Christmas dinner anyone?? I love a juicy turkey with all the trimmings but if you’ve got your family coming around for Christmas lunch that turkey ends up being pretty hefty. Not to mention if anyone is staying over and you spend lots of time cleaning the house and making up beds.

The last thing you want on Christmas day (when your chiropractor is at home enjoying their own Christmas dinner) is to hurt your back lifting the turkey into or out of the oven. So here are some good bending and lifting tips to make sure the lifting of that giant turkey doesn’t spoil your dinner!!

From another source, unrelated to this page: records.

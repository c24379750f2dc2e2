use criterion::{black_box, criterion_group, criterion_main, Bencher, BenchmarkId, Criterion};
use flexi_logger::Logger;
use rand::{Rng, SeedableRng};
use sliding_connectivity::{
    Edge, EngineKind, Timestamp, Vertex, WindowConfig, WindowConnectivity,
};
use std::{
    sync::{LazyLock, Mutex},
    time::Duration,
};

fn stream(seed: u64, len: usize, n: Vertex, slide: Timestamp) -> Vec<Edge> {
    let mut rng = rand::rngs::StdRng::seed_from_u64(seed);
    let mut ts = 0;
    (0..len)
        .map(|_| {
            ts += rng.gen_range(0..slide);
            Edge::new(rng.gen_range(0..n), rng.gen_range(0..n), ts)
        })
        .collect()
}

fn whole_stream_impl(b: &mut Bencher, kind: EngineKind, config: WindowConfig, edges: &[Edge]) {
    let queries: Vec<(Vertex, Vertex)> = edges
        .iter()
        .step_by(edges.len() / 20 + 1)
        .map(|e| (e.source, e.target))
        .collect();
    b.iter(|| {
        let mut engine = kind.build();
        let mut outputs = vec![vec![]; queries.len()];
        black_box(config.run(
            engine.as_mut(),
            edges.iter().copied(),
            &queries,
            &mut outputs,
        ))
    });
}

fn whole_stream(c: &mut Criterion) {
    let _ = &*LOGGER;
    let mut g = c.benchmark_group("Whole stream");
    let mut rng = rand::rngs::StdRng::seed_from_u64(4815162342);
    let slide = 50;
    for range in [500, 5000] {
        let seed = rng.gen();
        log::debug!("Using seed {seed}");
        let edges = stream(seed, 20000, 1000, slide);
        let config = WindowConfig::new(range, slide).unwrap();
        g.throughput(criterion::Throughput::Elements(edges.len() as u64));
        let input_str = format!("range {range} slide {slide}");
        for kind in EngineKind::ALL {
            if kind == EngineKind::UnionFind && range > 500 {
                continue;
            }
            g.bench_with_input(BenchmarkId::new(kind.name(), &input_str), &kind, |b, &kind| {
                whole_stream_impl(b, kind, config, &edges)
            });
        }
    }
    g.finish();
}

fn single_insert_impl(b: &mut Bencher, kind: EngineKind, seed: u64) {
    const N: usize = 100000;
    let edges = stream(seed, N, 5000, 10);
    let mut engine = kind.build();
    let mut it = edges.iter().copied().cycle().enumerate();
    b.iter(|| {
        let Some((i, mut e)) = it.next() else {
            return;
        };
        // Keep timestamps increasing across laps of the stream.
        e.timestamp += (i / N) as Timestamp * 10 * N as Timestamp;
        engine.insert(e);
        engine.evict(e.timestamp - 2000);
        black_box(engine.query(e.source, e.target));
    });
}

fn single_insert(c: &mut Criterion) {
    let _ = &*LOGGER;
    let mut g = c.benchmark_group("Per edge");
    let mut rng = rand::rngs::StdRng::seed_from_u64(4815162342);
    g.throughput(criterion::Throughput::Elements(1));
    g.measurement_time(Duration::from_secs(10));
    let seed = rng.gen();
    log::debug!("Using seed {seed}");
    for kind in EngineKind::ALL {
        if kind == EngineKind::UnionFind {
            continue;
        }
        g.bench_with_input(BenchmarkId::new(kind.name(), "range 2000"), &kind, |b, &kind| {
            single_insert_impl(b, kind, seed)
        });
    }
    g.finish();
}

criterion_group!(benches, whole_stream, single_insert);
criterion_main!(benches);

pub static LOGGER: LazyLock<Mutex<flexi_logger::LoggerHandle>> = LazyLock::new(|| {
    Mutex::new(
        Logger::try_with_env_or_str("info")
            .unwrap()
            .write_mode(flexi_logger::WriteMode::SupportCapture)
            .log_to_stdout()
            .set_palette("196;208;3;7;8".to_owned())
            .format(|w, now, record| {
                let style = flexi_logger::style(record.level());
                write!(
                    w,
                    "{} {pref}[{}] {}{suf}",
                    now.format("%H:%M:%S"),
                    &record.level().as_str()[0..1],
                    record.args(),
                    pref = style.prefix(),
                    suf = style.suffix(),
                )
            })
            .start()
            .unwrap(),
    )
});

Tip Number 1: The hip hinge
This pattern of movement ensures that you don’t add extra stresses to your lower back and spine, this is always a good way to bend especially when you are adding weight in the lift.
You can practice doing the hip hinge correctly with a broom or mop handle, if the pole stays flush against your head, mid back and bottom as you bend then you have the movement pattern correct, the aim is to bend at your hips and not in your lower back.

Tip Number 2: Use your thigh and buttock muscles
For a deeper bend that wont stress your lower back, when you come back to standing make sure you push up using your thigh and buttock muscles, as this will protect your back; one way to acheive this is to push your feet into the floor as you come back up from the bend. To help your body get used to a different movement pattern it is a good idea to practice the movement at other times as an exercise, so that when it is crucial to protect your spine you acheive the new movement pattern more naturally. A squat exercise is a good way to practice this movement pattern, whilst strengthening your thighs and buttock muscles at the same time.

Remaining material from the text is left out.